use axum::{Json, Router, routing::get};

use crate::{dto::market::MarketChartResponse, services::market_service, state::SharedState};

#[utoipa::path(
    get,
    path = "/api/market",
    tag = "market",
    responses((status = 200, description = "Generated market chart", body = MarketChartResponse))
)]
/// Return a freshly generated market chart with its hidden outcome.
pub async fn get_market_chart() -> Json<MarketChartResponse> {
    Json(market_service::generate_chart())
}

/// Configure the market routes subtree.
pub fn router() -> Router<SharedState> {
    Router::new().route("/api/market", get(get_market_chart))
}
━━━━━━━━━━━━━━━━━━━━━━━━━━━━━━
__WHAT IS NEEDED__. The records above are to be repeated exactly, in their entirety.

__RESPONSE TO THE EXERCISE__.
use axum::{Json, Router, routing::get};

use crate::{dto::market::MarketChartResponse, services::market_service, state::SharedState};

#[utoipa::path(
    get,
    path = "/api/market",
    tag = "market",
    responses((status = 200, description = "Generated market chart", body = MarketChartResponse))
)]
/// Return a freshly generated market chart with its hidden outcome.
pub async fn get_market_chart() -> Json<MarketChartResponse> {
    Json(market_service::generate_chart())
}

/// Configure the market routes subtree.
pub fn router() -> Router<SharedState> {
    Router::new().route("/api/market", get(get_market_chart))
}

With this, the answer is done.